Treatment for Recurrent Miscarriage
If you’ve experienced the heartbreak of multiple miscarriages, you may be asking yourself, “What went wrong?” or, “How do I keep this from happening again?” It’s important to know that in over half of couples with recurrent miscarriage, there isn’t an identifiable cause. While that may be frustrating to hear, even after three miscarriages, a woman still has a very high chance (approximately 60%-80%), of successfully conceiving and delivering.
When doctors do find a cause for recurrent pregnancy loss, there are several treatment options that can increase your chances of having a successful pregnancy. Talk with your doctor to find out if one of these treatment options is right for you.
Up to 70% of early miscarriages are caused by genetic abnormalities in the fetus. Sometimes it’s a random, non-recurring problem known as aneuploidy in which there are extra or missing chromosomes. Other times the problem is caused by a genetic abnormality inherited from one of the parents. In about 2-5% of couples with recurrent pregnancy loss, one of the partners have a chromosomal abnormality that increases the couple’s risk of having another miscarriage. Your doctor might recommend in vitro fertilization (IVF). In this this treatment, women take hormones in order to stimulate multiple eggs to grow to maturity simultaneously. Then, the eggs are removed from her body and placed in the laboratory. There, the eggs are fertilized with sperm to create embryos. The embryos can then be biopsied and frozen. The genetic makeup of the embryos can then be tested from the biopsied cells to determine which of them are normal. If a specific abnormality was identified in one of the parents (e.g., chromosomal translocation), then that abnormality can be identified. Alternatively, testing for aneuploidy can be done. Lastly, a chromosomally normal embryo, based on the genetic test results, is transferred into the woman’s uterus. She now has a much lower chance of miscarriage during that pregnancy since the embryo has already been tested.
Sometimes miscarriages are caused by uterine abnormalities —congenital or acquired growth inside the uterine lining. Examples include intrauterine scar tissue, submucosal fibroids, intrauterine polyps, or a uterine septum (an extra piece of tissue inside the uterus).

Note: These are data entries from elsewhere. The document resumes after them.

//! Defines [`PackedPointsError`], representing all errors returned by this crate.

use arrow_schema::ArrowError;
use thiserror::Error;

/// Enum with all errors in this crate.
#[derive(Error, Debug)]
#[non_exhaustive]
pub enum PackedPointsError {
    /// A point did not have the number of coordinates the collection stores per point.
    #[error("Expected a point with {expected} coordinates, got {found}")]
    DimensionMismatch {
        /// The collection's dimension.
        expected: usize,
        /// The length of the offending point.
        found: usize,
    },

    /// A dimension that cannot describe a point.
    #[error("Invalid dimension: {0}")]
    InvalidDimension(usize),

    /// An offset that is not a multiple of the dimension.
    #[error("Offset {offset} is not a multiple of dimension {dim}")]
    MisalignedOffset { offset: usize, dim: usize },

    /// An access of `len` elements at `offset` would leave the underlying storage.
    #[error("Access of {len} elements at offset {offset} exceeds buffer capacity {capacity}")]
    OffsetOutOfBounds {
        offset: usize,
        len: usize,
        capacity: usize,
    },

    /// A buffer was too small to hold the given points.
    #[error("Capacity {capacity} is smaller than the {required} elements required")]
    InsufficientCapacity { capacity: usize, required: usize },

    /// A removal touched elements that were already free.
    #[error("Cannot remove {len} elements at offset {offset}: range is not entirely live")]
    RemoveHole { offset: usize, len: usize },

    /// An empty extent has no rectangle.
    #[error("Extent is empty")]
    EmptyExtent,

    /// General error.
    #[error("General error: {0}")]
    General(String),

    /// [ArrowError]
    #[error(transparent)]
    Arrow(#[from] ArrowError),
}

/// Crate-specific result type.
pub type Result<T> = std::result::Result<T, PackedPointsError>;
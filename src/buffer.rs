//! The packed storage engine underneath a [`PointCollection`][crate::PointCollection].

use std::ops::Range;

use log::trace;

use crate::error::{PackedPointsError, Result};
use crate::range_set::{InvertedRanges, RangeSet};

/// A flat buffer of `f64` values with hole tracking.
///
/// Every element of the underlying array is either *live* or *free*. Removing values turns
/// them into a free range (a hole) without moving any other value, so offsets handed out by
/// [`add`][Self::add] stay valid until their values are removed. Free ranges are reused by
/// later additions, first-fit, before the array grows.
#[derive(Debug, Clone, Default, PartialEq)]
pub struct PackedBuffer {
    arr: Vec<f64>,
    free: RangeSet,
}

impl PackedBuffer {
    /// Construct a new PackedBuffer where the first `used` elements of `arr` are live and the
    /// remainder is free.
    ///
    /// # Panics
    ///
    /// - if `used` is larger than the length of `arr`
    pub fn new(arr: Vec<f64>, used: usize) -> Self {
        Self::try_new(arr, used).unwrap_or_else(|err| panic!("{err}"))
    }

    /// Construct a new PackedBuffer where the first `used` elements of `arr` are live and the
    /// remainder is free.
    ///
    /// # Errors
    ///
    /// - if `used` is larger than the length of `arr`
    pub fn try_new(arr: Vec<f64>, used: usize) -> Result<Self> {
        if used > arr.len() {
            return Err(PackedPointsError::InsufficientCapacity {
                capacity: arr.len(),
                required: used,
            });
        }

        let mut free = RangeSet::new();
        free.add_range(used, arr.len());
        Ok(Self { arr, free })
    }

    /// Construct a buffer of `capacity` elements, all of them free
    pub fn with_capacity(capacity: usize) -> Self {
        Self::new(vec![0.0; capacity], 0)
    }

    /// Add `values` to the buffer and return the offset of the first one.
    ///
    /// The values land in the first free range large enough to hold all of them. If there is
    /// none, the array grows, starting from a free range at the very end of the array when
    /// there is one.
    pub fn add(&mut self, values: &[f64]) -> usize {
        let size = values.len();
        if size == 0 {
            return self.arr.len();
        }

        let offset = match self.free.find_range(size) {
            Some(offset) => {
                trace!("reusing free range at {offset} for {size} values");
                offset
            }
            None => self.grow(size),
        };

        self.arr[offset..offset + size].copy_from_slice(values);
        self.free.remove_range(offset, offset + size);
        offset
    }

    /// Extend the array so that `size` free elements end it, and return where they start.
    fn grow(&mut self, size: usize) -> usize {
        let old_len = self.arr.len();
        let offset = match self.free.last() {
            Some(tail) if tail.end == old_len => tail.start,
            _ => old_len,
        };
        let new_len = offset + size;

        self.arr.resize(new_len, 0.0);
        self.free.add_range(old_len, new_len);
        trace!("grew buffer from {old_len} to {new_len} elements");
        offset
    }

    /// Overwrite `values.len()` elements starting at `offset`.
    ///
    /// # Panics
    ///
    /// - if the write would extend past the end of the array
    pub fn set(&mut self, values: &[f64], offset: usize) {
        self.try_set(values, offset)
            .unwrap_or_else(|err| panic!("{err}"))
    }

    /// Overwrite `values.len()` elements starting at `offset`.
    ///
    /// # Errors
    ///
    /// - if the write would extend past the end of the array
    pub fn try_set(&mut self, values: &[f64], offset: usize) -> Result<()> {
        let range = self.check_range(offset, values.len())?;
        self.arr[range].copy_from_slice(values);
        Ok(())
    }

    /// Free the `size` elements starting at `offset`.
    ///
    /// # Panics
    ///
    /// - if the range extends past the end of the array
    /// - if any element of the range is already free
    pub fn remove(&mut self, size: usize, offset: usize) {
        self.try_remove(size, offset)
            .unwrap_or_else(|err| panic!("{err}"))
    }

    /// Free the `size` elements starting at `offset`.
    ///
    /// # Errors
    ///
    /// - if the range extends past the end of the array
    /// - if any element of the range is already free
    pub fn try_remove(&mut self, size: usize, offset: usize) -> Result<()> {
        let range = self.check_range(offset, size)?;
        if self.free.intersects(range.start, range.end) {
            return Err(PackedPointsError::RemoveHole { offset, len: size });
        }

        self.free.add_range(range.start, range.end);
        trace!("removed {size} elements at offset {offset}");
        Ok(())
    }

    fn check_range(&self, offset: usize, len: usize) -> Result<Range<usize>> {
        match offset.checked_add(len) {
            Some(stop) if stop <= self.arr.len() => Ok(offset..stop),
            _ => Err(PackedPointsError::OffsetOutOfBounds {
                offset,
                len,
                capacity: self.arr.len(),
            }),
        }
    }

    /// The full underlying array, holes included
    pub fn array(&self) -> &[f64] {
        &self.arr
    }

    /// The number of live elements
    pub fn count(&self) -> usize {
        self.arr.len() - self.free.size()
    }

    /// The number of elements of the underlying array, live or free
    pub fn capacity(&self) -> usize {
        self.arr.len()
    }

    /// The free ranges of the array
    pub fn free_ranges(&self) -> &RangeSet {
        &self.free
    }

    /// Whether the element at `offset` is live
    pub fn is_live(&self, offset: usize) -> bool {
        offset < self.arr.len() && !self.free.contains(offset)
    }

    /// Iterate over the maximal live ranges of the array in ascending order.
    ///
    /// No yielded range contains a free element.
    pub fn ranges(&self) -> InvertedRanges<'_> {
        self.free.iter_inverted(0, self.arr.len())
    }

    /// Call `visit(start, stop)` once for each maximal live range, in ascending order
    pub fn for_each_range(&self, mut visit: impl FnMut(usize, usize)) {
        for range in self.ranges() {
            visit(range.start, range.end);
        }
    }
}

impl From<Vec<f64>> for PackedBuffer {
    fn from(value: Vec<f64>) -> Self {
        let used = value.len();
        Self::new(value, used)
    }
}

Minimally invasive surgery with hysteroscopic resection can treat these abnormal growths and make the uterine cavity normal again. With a normal uterine cavity, the woman has a higher chance that a subsequent pregnancy will not miscarry and progress to a livebirth.

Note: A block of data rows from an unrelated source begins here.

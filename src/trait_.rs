//! Defines shared traits.

use arrow_array::Array;

/// Convert into an [arrow][arrow_array] array.
pub trait IntoArrow {
    /// The type of arrow array that this can be converted into.
    type ArrowArray: Array;

    /// Converts this into an arrow array.
    fn into_arrow(self) -> Self::ArrowArray;
}
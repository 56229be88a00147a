//! Variable-length collections of fixed-dimension points, packed into a single flat `f64`
//! buffer instead of one allocation per point.
//!
//! A [`PointCollection`] stores its points interleaved (`xyxyxy` for 2D) in a
//! [`PackedBuffer`]. Points are addressed by their offset in that buffer. Removing a point
//! leaves a hole rather than shifting its neighbours, and every full-collection scan
//! ([`PointCollection::extent`], [`PointCollection::unpack`], [`PointCollection::iter`]) walks
//! only the live ranges of the buffer.
//!
//! ```
//! use packed_points::{Extent, PointCollection};
//!
//! let mut points = PointCollection::pack(&[[1., 2.], [3., 4.], [5., 6.]], None, None);
//! points.remove(2);
//!
//! assert_eq!(points.unpack(), vec![vec![1., 2.], vec![5., 6.]]);
//! assert_eq!(points.extent(), Extent::new(1., 2., 5., 6.));
//! ```

#![cfg_attr(docsrs, feature(doc_auto_cfg))]
#![cfg_attr(not(test), deny(unused_crate_dependencies))]

pub use buffer::PackedBuffer;
pub use collection::{PointCollection, DEFAULT_DIM};
pub use extent::Extent;
pub use range_set::RangeSet;
pub use trait_::IntoArrow;

pub mod buffer;
pub mod collection;
pub mod error;
pub mod extent;
pub mod range_set;
pub mod scalar;
pub mod trait_;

Your doctor will also want to treat any underlying conditions you might have such as undiagnosed or poorly controlled diabetes, thyroid dysfunction or hyperprolactinemia (an abnormally elevated prolactin level). Any of these hormone imbalances could cause miscarriage and by treating them reduce your chance of another loss.
Testing for antiphospholipid syndrome is also recommended. If a woman has this autoimmune disorder, treatment with low dose aspirin and heparin will help decrease the possibility of another miscarriage.
Testing for a thrombophilia (predisposition to clotting more easily than normal), is not recommended by the American Society for Reproductive Medicine.
You can improve your chances of a successful pregnancy by leading a healthy lifestyle. Quit smoking tobacco or marijuana. Stop using recreational drugs. Cut back on alcohol. Limiting caffeine may also be beneficial. Achieving a normal weight with diet and exercise has also been shown to improve pregnancy outcomes.
Take care of yourself—especially if you’re dealing with the emotional strain of losing a pregnancy. It might be helpful to join a local or online support group to talk about your experience and hear from others like you. It is important to remember, you are not alone and you should be able to have a baby.